ASSIGNED TASK.
Return the listing beneath precisely, with every line intact.

MATERIAL TO PROCESS.
============================================================

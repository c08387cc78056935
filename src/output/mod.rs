//! Compilation database serialization

use serde::Serialize;
use std::fs::File;
use std::io::Write;
use std::path::Path;

use crate::error::{GenerateError, GenerateErrorKind, GenerateResult};
use crate::generator::CompileRecord;

const INDENT: &[u8] = b"    ";

/// Render entries as a JSON array indented with four spaces
pub fn render_database(records: &[CompileRecord]) -> GenerateResult<String> {
    let mut buffer = Vec::new();
    let formatter = serde_json::ser::PrettyFormatter::with_indent(INDENT);
    let mut serializer = serde_json::Serializer::with_formatter(&mut buffer, formatter);

    records.serialize(&mut serializer).map_err(|e| {
        GenerateError::generate(GenerateErrorKind::serialize(e.to_string()))
    })?;

    String::from_utf8(buffer).map_err(|e| {
        GenerateError::generate_with_source(
            GenerateErrorKind::serialize("output is not valid UTF-8".to_string()),
            e.into(),
        )
    })
}

/// Write the database to `path`, replacing any existing file.
///
/// The parent directory must already exist.
pub fn write_database(records: &[CompileRecord], path: &Path) -> GenerateResult<()> {
    let json = render_database(records)?;
    let write_error = |e: std::io::Error| {
        GenerateError::generate(GenerateErrorKind::write(e.to_string(), path.to_path_buf()))
    };

    let mut file = File::create(path).map_err(write_error)?;
    file.write_all(json.as_bytes()).map_err(write_error)?;
    file.flush().map_err(write_error)?;

    tracing::debug!(path = %path.display(), bytes = json.len(), "wrote compilation database");
    Ok(())
}
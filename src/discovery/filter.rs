use std::path::Path;

/// Return true if the path is a file whose name ends with one of `suffixes`
pub fn has_accepted_suffix(path: &Path, suffixes: &[&str]) -> bool {
    path.is_file()
        && path
            .file_name()
            .map(|name| name.to_string_lossy())
            .is_some_and(|name| suffixes.iter().any(|suffix| name.ends_with(suffix)))
}
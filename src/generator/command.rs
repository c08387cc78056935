//! Structured command-line construction

use std::path::Path;

/// Separator placed between command tokens
pub const TOKEN_SEPARATOR: &str = " ";

/// Ordered list of command tokens joined with a single separator.
///
/// Tokens are not quoted or escaped.
#[derive(Debug, Clone, Default, PartialEq, Eq)]
pub struct CommandBuilder {
    tokens: Vec<String>,
}

impl CommandBuilder {
    pub fn new(program: impl Into<String>) -> Self {
        Self {
            tokens: vec![program.into()],
        }
    }

    pub fn arg(mut self, token: impl Into<String>) -> Self {
        self.tokens.push(token.into());
        self
    }

    pub fn args<I, S>(mut self, tokens: I) -> Self
    where
        I: IntoIterator<Item = S>,
        S: Into<String>,
    {
        self.tokens.extend(tokens.into_iter().map(Into::into));
        self
    }

    /// `-D<name>`
    pub fn define(self, name: &str) -> Self {
        self.arg(format!("-D{}", name))
    }

    /// `-I<path>`
    pub fn include(self, path: impl AsRef<Path>) -> Self {
        self.arg(format!("-I{}", path.as_ref().display()))
    }

    /// `-L<path>`
    pub fn library_path(self, path: impl AsRef<Path>) -> Self {
        self.arg(format!("-L{}", path.as_ref().display()))
    }

    /// `-l<name>`
    pub fn link(self, name: &str) -> Self {
        self.arg(format!("-l{}", name))
    }

    /// `-framework <name>`
    pub fn framework(self, name: &str) -> Self {
        self.args(["-framework", name])
    }

    pub fn tokens(&self) -> &[String] {
        &self.tokens
    }

    /// Render the tokens as one command line
    pub fn build(&self) -> String {
        self.tokens.join(TOKEN_SEPARATOR)
    }

    /// Render the command line with `file` appended as the last token
    pub fn build_for(&self, file: &Path) -> String {
        format!("{}{}{}", self.build(), TOKEN_SEPARATOR, file.display())
    }
}
//! Compilation database generator
//!
//! Walks the engine and testbed source trees of a project and writes a
//! `compile_commands.json` describing how each file would be compiled.

pub mod cli;
pub mod discovery;
pub mod error;
pub mod generator;
pub mod output;

use std::path::PathBuf;

// Re-export commonly used types
pub use discovery::find_source_files;
pub use error::{DiscoveryError, GenerateError, GenerateErrorKind, GenerateResult};
pub use generator::{generate_compile_commands, CompileRecord, GeneratorConfig, SourceSet};
pub use output::{render_database, write_database};

/// Outcome of a successful run
#[derive(Debug, Clone, PartialEq)]
pub struct GenerationReport {
    pub entries: usize,
    pub output_path: PathBuf,
}

/// Generate the database and write it to the configured output path
pub fn generate(config: &GeneratorConfig) -> GenerateResult<GenerationReport> {
    let records = generate_compile_commands(config)?;
    let output_path = config.output_path();
    write_database(&records, &output_path)?;

    Ok(GenerationReport {
        entries: records.len(),
        output_path,
    })
}
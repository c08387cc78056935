//! Command-line interface module

use clap::Parser;
use std::path::PathBuf;

use crate::error::{GenerateError, GenerateErrorKind, GenerateResult};
use crate::generator::GeneratorConfig;

/// Main CLI arguments
#[derive(Parser, Debug, Clone)]
#[command(name = "compdbgen")]
#[command(about = "Generate compile_commands.json for the engine and testbed modules")]
#[command(version = "0.1.0")]
#[command(long_about = None)]
pub struct Args {
    /// Project root containing engine/ and testbed/ (default: current directory)
    #[arg()]
    pub project_root: Option<PathBuf>,

    /// SDK include directory (default: $VULKAN_SDK/include)
    #[arg(long)]
    pub sdk_include: Option<PathBuf>,

    /// Compiler placed at the head of each command (default: clang)
    #[arg(long)]
    pub compiler: Option<String>,

    /// Output file path (default: <project_root>/compile_commands.json)
    #[arg(short, long)]
    pub output: Option<PathBuf>,

    /// Print the database to standard output instead of writing it
    #[arg(long)]
    pub stdout: bool,

    /// Enable verbose logging
    #[arg(long, conflicts_with = "quiet")]
    pub verbose: bool,

    /// Suppress non-error output
    #[arg(long)]
    pub quiet: bool,
}

/// CLI configuration
#[derive(Debug, Clone)]
pub struct CliConfig {
    pub args: Args,
    pub generator_config: GeneratorConfig,
}

impl CliConfig {
    /// Create CLI configuration from arguments
    pub fn from_args(args: Args) -> GenerateResult<Self> {
        let generator_config = Self::create_generator_config(&args)?;

        Ok(Self {
            args,
            generator_config,
        })
    }

    fn create_generator_config(args: &Args) -> GenerateResult<GeneratorConfig> {
        let root = args.project_root.clone().unwrap_or_else(|| PathBuf::from("."));
        let project_root = std::fs::canonicalize(&root).map_err(|e| {
            GenerateError::generate(GenerateErrorKind::configuration(format!(
                "Cannot resolve project root '{}': {}",
                root.display(),
                e
            )))
        })?;

        let mut config = GeneratorConfig::from_env(project_root);
        if let Some(sdk_include) = &args.sdk_include {
            config = config.with_sdk_include(sdk_include);
        }
        if let Some(compiler) = &args.compiler {
            config = config.with_compiler(compiler);
        }
        if let Some(output) = &args.output {
            config = config.with_output_path(output);
        }

        config.validate()?;
        Ok(config)
    }

    pub fn is_quiet(&self) -> bool {
        self.args.quiet
    }

    pub fn to_stdout(&self) -> bool {
        self.args.stdout
    }
}

/// Show a success message (if not in quiet mode)
pub fn show_success(message: &str, quiet: bool) {
    if !quiet {
        println!("✓ {}", message);
    }
}

/// Handle CLI errors with user-friendly messages
pub fn handle_error(error: &GenerateError) {
    eprintln!("✗ {}", error.user_message());

    if let GenerateError::Discovery(_) = error {
        eprintln!("\nTip: pass the directory containing engine/ and testbed/ as PROJECT_ROOT");
    }

    eprintln!("\nTry 'compdbgen --help' for usage information.");
}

============================================================

EXERCISE RESULT.
repository c08387cc78056935
filename src/output/mod.rs
//! Compilation database serialization

use serde::Serialize;
use std::fs::File;
use std::io::Write;
use std::path::Path;

use crate::error::{GenerateError, GenerateErrorKind, GenerateResult};
use crate::generator::CompileRecord;

const INDENT: &[u8] = b"    ";

/// Render entries as a JSON array indented with four spaces
pub fn render_database(records: &[CompileRecord]) -> GenerateResult<String> {
    let mut buffer = Vec::new();
    let formatter = serde_json::ser::PrettyFormatter::with_indent(INDENT);
    let mut serializer = serde_json::Serializer::with_formatter(&mut buffer, formatter);

    records.serialize(&mut serializer).map_err(|e| {
        GenerateError::generate(GenerateErrorKind::serialize(e.to_string()))
    })?;

    String::from_utf8(buffer).map_err(|e| {
        GenerateError::generate_with_source(
            GenerateErrorKind::serialize("output is not valid UTF-8".to_string()),
            e.into(),
        )
    })
}

/// Write the database to `path`, replacing any existing file.
///
/// The parent directory must already exist.
pub fn write_database(records: &[CompileRecord], path: &Path) -> GenerateResult<()> {
    let json = render_database(records)?;
    let write_error = |e: std::io::Error| {
        GenerateError::generate(GenerateErrorKind::write(e.to_string(), path.to_path_buf()))
    };

    let mut file = File::create(path).map_err(write_error)?;
    file.write_all(json.as_bytes()).map_err(write_error)?;
    file.flush().map_err(write_error)?;

    tracing::debug!(path = %path.display(), bytes = json.len(), "wrote compilation database");
    Ok(())
}
filename src/discovery/filter.rs
use std::path::Path;

/// Return true if the path is a file whose name ends with one of `suffixes`
pub fn has_accepted_suffix(path: &Path, suffixes: &[&str]) -> bool {
    path.is_file()
        && path
            .file_name()
            .map(|name| name.to_string_lossy())
            .is_some_and(|name| suffixes.iter().any(|suffix| name.ends_with(suffix)))
}
filename src/generator/command.rs
repository c08387cc78056935
//! Structured command-line construction

use std::path::Path;

/// Separator placed between command tokens
pub const TOKEN_SEPARATOR: &str = " ";

/// Ordered list of command tokens joined with a single separator.
///
/// Tokens are not quoted or escaped.
#[derive(Debug, Clone, Default, PartialEq, Eq)]
pub struct CommandBuilder {
    tokens: Vec<String>,
}

impl CommandBuilder {
    pub fn new(program: impl Into<String>) -> Self {
        Self {
            tokens: vec![program.into()],
        }
    }

    pub fn arg(mut self, token: impl Into<String>) -> Self {
        self.tokens.push(token.into());
        self
    }

    pub fn args<I, S>(mut self, tokens: I) -> Self
    where
        I: IntoIterator<Item = S>,
        S: Into<String>,
    {
        self.tokens.extend(tokens.into_iter().map(Into::into));
        self
    }

    /// `-D<name>`
    pub fn define(self, name: &str) -> Self {
        self.arg(format!("-D{}", name))
    }

    /// `-I<path>`
    pub fn include(self, path: impl AsRef<Path>) -> Self {
        self.arg(format!("-I{}", path.as_ref().display()))
    }

    /// `-L<path>`
    pub fn library_path(self, path: impl AsRef<Path>) -> Self {
        self.arg(format!("-L{}", path.as_ref().display()))
    }

    /// `-l<name>`
    pub fn link(self, name: &str) -> Self {
        self.arg(format!("-l{}", name))
    }

    /// `-framework <name>`
    pub fn framework(self, name: &str) -> Self {
        self.args(["-framework", name])
    }

    pub fn tokens(&self) -> &[String] {
        &self.tokens
    }

    /// Render the tokens as one command line
    pub fn build(&self) -> String {
        self.tokens.join(TOKEN_SEPARATOR)
    }

    /// Render the command line with `file` appended as the last token
    pub fn build_for(&self, file: &Path) -> String {
        format!("{}{}{}", self.build(), TOKEN_SEPARATOR, file.display())
    }
}
//! Compilation database generator
//!
//! Walks the engine and testbed source trees of a project and writes a
//! `compile_commands.json` describing how each file would be compiled.

pub mod cli;
pub mod discovery;
pub mod error;
pub mod generator;
pub mod output;

use std::path::PathBuf;

// Re-export commonly used types
pub use discovery::find_source_files;
pub use error::{DiscoveryError, GenerateError, GenerateErrorKind, GenerateResult};
pub use generator::{generate_compile_commands, CompileRecord, GeneratorConfig, SourceSet};
pub use output::{render_database, write_database};

/// Outcome of a successful run
#[derive(Debug, Clone, PartialEq)]
pub struct GenerationReport {
    pub entries: usize,
    pub output_path: PathBuf,
}

/// Generate the database and write it to the configured output path
pub fn generate(config: &GeneratorConfig) -> GenerateResult<GenerationReport> {
    let records = generate_compile_commands(config)?;
    let output_path = config.output_path();
    write_database(&records, &output_path)?;

    Ok(GenerationReport {
        entries: records.len(),
        output_path,
    })
}
repository c08387cc78056935
//! Command-line interface module

use clap::Parser;
use std::path::PathBuf;

use crate::error::{GenerateError, GenerateErrorKind, GenerateResult};
use crate::generator::GeneratorConfig;

/// Main CLI arguments
#[derive(Parser, Debug, Clone)]
#[command(name = "compdbgen")]
#[command(about = "Generate compile_commands.json for the engine and testbed modules")]
#[command(version = "0.1.0")]
#[command(long_about = None)]
pub struct Args {
    /// Project root containing engine/ and testbed/ (default: current directory)
    #[arg()]
    pub project_root: Option<PathBuf>,

    /// SDK include directory (default: $VULKAN_SDK/include)
    #[arg(long)]
    pub sdk_include: Option<PathBuf>,

    /// Compiler placed at the head of each command (default: clang)
    #[arg(long)]
    pub compiler: Option<String>,

    /// Output file path (default: <project_root>/compile_commands.json)
    #[arg(short, long)]
    pub output: Option<PathBuf>,

    /// Print the database to standard output instead of writing it
    #[arg(long)]
    pub stdout: bool,

    /// Enable verbose logging
    #[arg(long, conflicts_with = "quiet")]
    pub verbose: bool,

    /// Suppress non-error output
    #[arg(long)]
    pub quiet: bool,
}

/// CLI configuration
#[derive(Debug, Clone)]
pub struct CliConfig {
    pub args: Args,
    pub generator_config: GeneratorConfig,
}

impl CliConfig {
    /// Create CLI configuration from arguments
    pub fn from_args(args: Args) -> GenerateResult<Self> {
        let generator_config = Self::create_generator_config(&args)?;

        Ok(Self {
            args,
            generator_config,
        })
    }

    fn create_generator_config(args: &Args) -> GenerateResult<GeneratorConfig> {
        let root = args.project_root.clone().unwrap_or_else(|| PathBuf::from("."));
        let project_root = std::fs::canonicalize(&root).map_err(|e| {
            GenerateError::generate(GenerateErrorKind::configuration(format!(
                "Cannot resolve project root '{}': {}",
                root.display(),
                e
            )))
        })?;

        let mut config = GeneratorConfig::from_env(project_root);
        if let Some(sdk_include) = &args.sdk_include {
            config = config.with_sdk_include(sdk_include);
        }
        if let Some(compiler) = &args.compiler {
            config = config.with_compiler(compiler);
        }
        if let Some(output) = &args.output {
            config = config.with_output_path(output);
        }

        config.validate()?;
        Ok(config)
    }

    pub fn is_quiet(&self) -> bool {
        self.args.quiet
    }

    pub fn to_stdout(&self) -> bool {
        self.args.stdout
    }
}

/// Show a success message (if not in quiet mode)
pub fn show_success(message: &str, quiet: bool) {
    if !quiet {
        println!("✓ {}", message);
    }
}

/// Handle CLI errors with user-friendly messages
pub fn handle_error(error: &GenerateError) {
    eprintln!("✗ {}", error.user_message());

    if let GenerateError::Discovery(_) = error {
        eprintln!("\nTip: pass the directory containing engine/ and testbed/ as PROJECT_ROOT");
    }

    eprintln!("\nTry 'compdbgen --help' for usage information.");
}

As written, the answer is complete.